From 100ccd18bb41ea7abb4fbb419202c06079559501 Mon Sep 17 00:00:00 2001
From: David Howells <dhowells@redhat.com>
Date: Fri, 24 Nov 2023 13:39:02 +0000
Subject: netfs: Optimise away reads above the point at which there can be no
 data

Track the file position above which the server is not expected to have any
data (the "zero point") and preemptively assume that we can satisfy
requests by filling them with zeroes locally rather than attempting to
download them if they're over that line - even if we've written data back
to the server.  Assume that any data that was written back above that
position is held in the local cache.  Note that we have to split requests
that straddle the line.

Make use of this to optimise away some reads from the server.  We need to
set the zero point in the following circumstances:

 (1) When we see an extant remote inode and have no cache for it, we set
     the zero_point to i_size.

 (2) On local inode creation, we set zero_point to 0.
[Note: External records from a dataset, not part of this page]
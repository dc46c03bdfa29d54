//! Session transcripts: NDJSON spool files written at finalization and
//! read back during session-end reconciliation.
//!
//! One JSON object per line. Both ends of the format live here so the
//! writer and reader cannot drift apart.

use crate::{Result, ScribeError};
use chrono::{DateTime, Utc};
use scribe_types::CapturedSession;
use serde::{Deserialize, Serialize};
use serde_json::Value;
use std::fs::File;
use std::io::{BufRead, BufReader, BufWriter, Write};
use std::path::Path;

/// One line of a transcript file.
#[derive(Debug, Clone, Serialize, Deserialize)]
#[serde(tag = "type", rename_all = "snake_case")]
pub enum TranscriptEntry {
    Message {
        role: String,
        text: String,
        timestamp: DateTime<Utc>,
        #[serde(default, skip_serializing_if = "Option::is_none")]
        parent_tool_use_id: Option<String>,
    },
    ToolUse {
        tool_use_id: String,
        tool_name: String,
        input: Value,
        output: Value,
        is_error: bool,
        timestamp: DateTime<Utc>,
    },
}

/// Write a finalized session to a transcript file, messages in arrival
/// order followed by resolved tool calls.
pub fn write_transcript(path: &Path, session: &CapturedSession) -> Result<()> {
    if let Some(parent) = path.parent() {
        std::fs::create_dir_all(parent)?;
    }
    let mut writer = BufWriter::new(File::create(path)?);

    for message in &session.messages {
        let entry = TranscriptEntry::Message {
            role: message.role.clone(),
            text: message.text.clone(),
            timestamp: message.timestamp,
            parent_tool_use_id: message.parent_tool_use_id.clone(),
        };
        serde_json::to_writer(&mut writer, &entry)?;
        writer.write_all(b"\n")?;
    }

    for call in &session.tool_calls {
        let entry = TranscriptEntry::ToolUse {
            tool_use_id: call.tool_use_id.clone(),
            tool_name: call.tool_name.clone(),
            input: call.input.clone(),
            output: call.output.clone(),
            is_error: !call.success,
            timestamp: session.finalized_at,
        };
        serde_json::to_writer(&mut writer, &entry)?;
        writer.write_all(b"\n")?;
    }

    writer.flush()?;
    tracing::debug!(
        target: "scribe::transcript",
        "Wrote transcript for session {} to {:?} ({} messages, {} tool calls)",
        session.session_id,
        path,
        session.messages.len(),
        session.tool_calls.len()
    );
    Ok(())
}

/// Read a transcript file. Malformed lines are logged and skipped; a
/// missing file is an error.
pub fn read_transcript(path: &Path) -> Result<Vec<TranscriptEntry>> {
    if !path.exists() {
        return Err(ScribeError::TranscriptError(format!(
            "transcript not found: {}",
            path.display()
        )));
    }

    let reader = BufReader::new(File::open(path)?);
    let mut entries = Vec::new();
    let mut skipped = 0usize;

    for (line_no, line) in reader.lines().enumerate() {
        let line = line?;
        let trimmed = line.trim();
        if trimmed.is_empty() {
            continue;
        }
        match serde_json::from_str::<TranscriptEntry>(trimmed) {
            Ok(entry) => entries.push(entry),
            Err(e) => {
                skipped += 1;
                tracing::warn!(
                    target: "scribe::transcript",
                    "Skipping malformed transcript line {} in {:?}: {}",
                    line_no + 1,
                    path,
                    e
                );
            }
        }
    }

    if skipped > 0 {
        tracing::warn!(
            target: "scribe::transcript",
            "Transcript {:?}: {} malformed line(s) skipped",
            path,
            skipped
        );
    }

    Ok(entries)
}

#[cfg(test)]
mod tests {
    use super::*;
    use scribe_types::{
        CapturedMessage, CompletedToolCall, SessionOutcome, ToolCategory, ToolComplexity,
        ToolImpact,
    };
    use serde_json::json;
    use tempfile::TempDir;

    fn sample_session() -> CapturedSession {
        let now = Utc::now();
        CapturedSession {
            session_id: "s1".into(),
            title: "fix the bug".into(),
            model: Some("opus".into()),
            tools: vec!["Read".into()],
            permission_mode: None,
            working_dir: None,
            messages: vec![
                CapturedMessage {
                    role: "user".into(),
                    text: "fix the bug".into(),
                    uuid: None,
                    parent_tool_use_id: None,
                    timestamp: now,
                },
                CapturedMessage {
                    role: "assistant".into(),
                    text: "Looking now.".into(),
                    uuid: Some("u1".into()),
                    parent_tool_use_id: None,
                    timestamp: now,
                },
            ],
            tool_calls: vec![CompletedToolCall {
                tool_use_id: "t1".into(),
                tool_name: "Read".into(),
                input: json!({"file_path": "/a.rs"}),
                output: json!("contents"),
                success: true,
                category: ToolCategory::FileSystem,
                impact: ToolImpact::Low,
                complexity: ToolComplexity::Simple,
                message_uuid: Some("u1".into()),
            }],
            dangling_tool_calls: vec![],
            outcome: SessionOutcome::Completed,
            is_complete: true,
            total_cost_usd: 0.01,
            input_tokens: 10,
            output_tokens: 20,
            cost_per_token: Some(0.01 / 30.0),
            num_turns: 2,
            duration_ms: 900,
            spawned_at: now,
            finalized_at: now,
            diagnostics: vec![],
        }
    }

    #[test]
    fn test_write_then_read() {
        let dir = TempDir::new().unwrap();
        let path = dir.path().join("s1.jsonl");

        write_transcript(&path, &sample_session()).unwrap();
        let entries = read_transcript(&path).unwrap();

        assert_eq!(entries.len(), 3);
        assert!(matches!(
            &entries[0],
            TranscriptEntry::Message { role, .. } if role == "user"
        ));
        assert!(matches!(
            &entries[2],
            TranscriptEntry::ToolUse { tool_use_id, is_error, .. }
                if tool_use_id == "t1" && !is_error
        ));
    }

    #[test]
    fn test_malformed_lines_skipped() {
        let dir = TempDir::new().unwrap();
        let path = dir.path().join("mixed.jsonl");
        std::fs::write(
            &path,
            concat!(
                r#"{"type":"message","role":"user","text":"hi","timestamp":"2026-01-01T00:00:00Z"}"#,
                "\n",
                "not json\n",
                "\n",
                r#"{"type":"unheard_of","x":1}"#,
                "\n",
            ),
        )
        .unwrap();

        let entries = read_transcript(&path).unwrap();
        assert_eq!(entries.len(), 1);
    }

    #[test]
    fn test_missing_file_is_error() {
        let dir = TempDir::new().unwrap();
        let err = read_transcript(&dir.path().join("nope.jsonl")).unwrap_err();
        assert!(matches!(err, ScribeError::TranscriptError(_)));
    }
}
 (3) On local truncation down, we reduce zero_point to the new i_size if
     the new i_size is lower.

 (4) On local truncation up, we don't change zero_point.

 (5) On local modification, we don't change zero_point.

 (6) On remote invalidation, we set zero_point to the new i_size.

 (7) If stored data is discarded from the pagecache or culled from fscache,
     we must set zero_point above that if the data also got written to the
     server.

 (8) If dirty data is written back to the server, but not fscache, we must
     set zero_point above that.

 (9) If a direct I/O write is made, set zero_point above that.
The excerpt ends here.